The opposition came as the tax package cleared a key procedural vote in the Senate on Wednesday. The Senate voted 52-48 to start debating the bill. Wednesday’s vote potentially could pave the way for the Senate to pass the package this week. The Senate could start voting on amendments Thursday evening.
But opposition to the tax “trigger” could doom a delicately negotiated proposal aimed at mollifying deficit hawks who worry that tax cuts for businesses and individuals could add trillions to the mounting national debt.
Tucking a potential tax increase into the tax-cut
bill isn’t sitting well with conservatives.
“Automatic tax increases are a special level of insanity,” said Rep. Trent Franks, R-Ariz. “I don’t think it survives.”
Rep.

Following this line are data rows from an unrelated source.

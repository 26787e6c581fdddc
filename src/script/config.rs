//! Engine configuration handed to the script lint engine on every call.
//!
//! The shape mirrors a flat ESLint config: language options (parser settings and
//! globals) plus a rule table.

use std::collections::BTreeMap;
use std::fmt;

use serde::{Deserialize, Serialize};
use serde_json::Value;

use super::ScriptLintEngine;
use super::scope::Scope;
use crate::config::ScriptSettings;

/// ECMAScript version the parser accepts.
#[derive(Debug, Clone, Copy, Default, PartialEq, Eq, Serialize, Deserialize)]
#[serde(try_from = "RawEcmaVersion", into = "RawEcmaVersion")]
pub enum EcmaVersion {
    #[default]
    Latest,
    Edition(u16),
}

#[derive(Serialize, Deserialize)]
#[serde(untagged)]
enum RawEcmaVersion {
    Number(u16),
    Name(String),
}

impl TryFrom<RawEcmaVersion> for EcmaVersion {
    type Error = String;

    fn try_from(raw: RawEcmaVersion) -> Result<Self, Self::Error> {
        match raw {
            RawEcmaVersion::Number(n) => Ok(EcmaVersion::Edition(n)),
            RawEcmaVersion::Name(name) if name.eq_ignore_ascii_case("latest") => Ok(EcmaVersion::Latest),
            RawEcmaVersion::Name(name) => Err(format!(
                "invalid ecma version '{name}': expected \"latest\" or a number"
            )),
        }
    }
}

impl From<EcmaVersion> for RawEcmaVersion {
    fn from(version: EcmaVersion) -> Self {
        match version {
            EcmaVersion::Latest => RawEcmaVersion::Name("latest".to_string()),
            EcmaVersion::Edition(n) => RawEcmaVersion::Number(n),
        }
    }
}

#[derive(Debug, Clone, Copy, Default, PartialEq, Eq, Serialize, Deserialize)]
#[serde(rename_all = "lowercase")]
pub enum SourceType {
    #[default]
    Script,
    Module,
}

/// How a predeclared global may be used by linted code.
#[derive(Debug, Clone, Copy, PartialEq, Eq, Serialize, Deserialize)]
#[serde(rename_all = "lowercase")]
pub enum GlobalAccess {
    Readonly,
    Writable,
    Off,
}

/// Rule level. Accepts both the named (`"warn"`) and numeric (`1`) forms.
#[derive(Debug, Clone, Copy, PartialEq, Eq, Serialize, Deserialize)]
#[serde(try_from = "RawRuleLevel", into = "RawRuleLevel")]
pub enum RuleLevel {
    Off,
    Warn,
    Error,
}

#[derive(Serialize, Deserialize)]
#[serde(untagged)]
enum RawRuleLevel {
    Number(u8),
    Name(String),
}

impl TryFrom<RawRuleLevel> for RuleLevel {
    type Error = String;

    fn try_from(raw: RawRuleLevel) -> Result<Self, String> {
        match raw {
            RawRuleLevel::Number(0) => Ok(RuleLevel::Off),
            RawRuleLevel::Number(1) => Ok(RuleLevel::Warn),
            RawRuleLevel::Number(2) => Ok(RuleLevel::Error),
            RawRuleLevel::Name(name) => match name.to_ascii_lowercase().as_str() {
                "off" => Ok(RuleLevel::Off),
                "warn" | "warning" => Ok(RuleLevel::Warn),
                "error" => Ok(RuleLevel::Error),
                _ => Err(format!("invalid rule level '{name}'")),
            },
            RawRuleLevel::Number(n) => Err(format!("invalid rule level {n}")),
        }
    }
}

impl From<RuleLevel> for RawRuleLevel {
    fn from(level: RuleLevel) -> Self {
        RawRuleLevel::Name(level.to_string())
    }
}

impl fmt::Display for RuleLevel {
    fn fmt(&self, f: &mut fmt::Formatter<'_>) -> fmt::Result {
        f.write_str(match self {
            RuleLevel::Off => "off",
            RuleLevel::Warn => "warn",
            RuleLevel::Error => "error",
        })
    }
}

/// A rule entry: a level, optionally followed by rule options, as in
/// `"warn"` or `["error", {"allow": ["warn"]}]`.
#[derive(Debug, Clone, PartialEq, Eq, Serialize, Deserialize)]
#[serde(try_from = "RawRuleSetting", into = "RawRuleSetting")]
pub struct RuleSetting {
    pub level: RuleLevel,
    pub options: Vec<Value>,
}

impl RuleSetting {
    pub fn with_options(level: RuleLevel, options: Vec<Value>) -> Self {
        Self { level, options }
    }
}

impl From<RuleLevel> for RuleSetting {
    fn from(level: RuleLevel) -> Self {
        Self {
            level,
            options: Vec::new(),
        }
    }
}

#[derive(Serialize, Deserialize)]
#[serde(untagged)]
enum RawRuleSetting {
    Level(RuleLevel),
    WithOptions(Vec<Value>),
}

impl TryFrom<RawRuleSetting> for RuleSetting {
    type Error = String;

    fn try_from(raw: RawRuleSetting) -> Result<Self, String> {
        match raw {
            RawRuleSetting::Level(level) => Ok(level.into()),
            RawRuleSetting::WithOptions(values) => {
                let mut values = values.into_iter();
                let first = values.next().ok_or("rule entry must start with a level")?;
                let level = serde_json::from_value(first).map_err(|e| e.to_string())?;
                Ok(Self {
                    level,
                    options: values.collect(),
                })
            }
        }
    }
}

impl From<RuleSetting> for RawRuleSetting {
    fn from(setting: RuleSetting) -> Self {
        if setting.options.is_empty() {
            return RawRuleSetting::Level(setting.level);
        }
        let mut values = Vec::with_capacity(setting.options.len() + 1);
        values.push(Value::String(setting.level.to_string()));
        values.extend(setting.options);
        RawRuleSetting::WithOptions(values)
    }
}

#[derive(Debug, Clone, Default, PartialEq, Eq, Serialize, Deserialize)]
#[serde(rename_all = "camelCase")]
pub struct LanguageOptions {
    pub ecma_version: EcmaVersion,
    pub source_type: SourceType,
    pub globals: BTreeMap<String, GlobalAccess>,
}

#[derive(Debug, Clone, Default, PartialEq, Eq, Serialize, Deserialize)]
#[serde(rename_all = "camelCase")]
pub struct ScriptLintConfig {
    pub language_options: LanguageOptions,
    pub rules: BTreeMap<String, RuleSetting>,
}

impl ScriptLintConfig {
    /// Engine defaults: every recommended rule at `error`, every top-level
    /// scope name as a read-only global.
    pub fn recommended(engine: &dyn ScriptLintEngine, scope: &Scope) -> Self {
        let globals = scope
            .names()
            .map(|name| (name.to_string(), GlobalAccess::Readonly))
            .collect();
        let rules = engine
            .rules()
            .into_iter()
            .filter(|(_, meta)| meta.recommended)
            .map(|(name, _)| (name, RuleSetting::from(RuleLevel::Error)))
            .collect();
        Self {
            language_options: LanguageOptions {
                globals,
                ..LanguageOptions::default()
            },
            rules,
        }
    }

    /// Layer user settings over the recommended configuration.
    pub fn build(engine: &dyn ScriptLintEngine, scope: &Scope, settings: &ScriptSettings) -> Self {
        let mut config = Self::recommended(engine, scope);
        config.language_options.ecma_version = settings.ecma_version;
        config.language_options.source_type = settings.source_type;
        config
            .language_options
            .globals
            .extend(settings.globals.iter().map(|(k, v)| (k.clone(), *v)));
        config
            .rules
            .extend(settings.rules.iter().map(|(k, v)| (k.clone(), v.clone())));
        config
    }
}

Jeb Hensarling, R-Texas, called the proposal “a uniquely bad idea,” especially if revenue falls short because of an unforeseen slowdown in the economy.
Rep. Mark Sanford, R-S.C., said the threat of an automatic tax increase would make businesses reluctant to invest.
“If businesses or individuals have no ability to plan on a rate, it makes an investment decision, for instance, very, very difficult,” Sanford said.
The proposal is being pushed by Republican Sens. Bob Corker of Tennessee, James Lankford of Oklahoma and Jeff Flake of Arizona. It is picking up steam in the GOPcontrolled Senate, even if it could land with a thud in the GOP-controlled House.
Corker said he has received assurances from Republican Senate leaders and the White House that some sort of “trigger” would be added to the Senate package that would increase taxes if the economy doesn’t grow — and tax revenue doesn’t increase — as much as projected.
Senators are also considering a companion proposal from Sen. Ted Cruz, R-Texas, that would automatically cut taxes further if the economy grows faster than expected.
The overall package is a blend of generous tax cuts for businesses and more-modest tax cuts for families and individuals. In crafting the bill, Senate Majority Leader Mitch McConnell, R-Ky., has been trying to balance sometimes competing interests with very little room for error. Sen. Steve Daines, R-Mont., said Wednesday that he would support the bill after reaching a deal to sweeten tax cuts for business owners who report their business income on their individual tax returns.
Senate Republicans hold a slim 52-48 majority in the Senate, meaning they can only lose two votes, with Vice President Mike Pence casting the tie-breaker. Democrats, who have been excluded from crafting the bill, are expected to unanimously oppose it.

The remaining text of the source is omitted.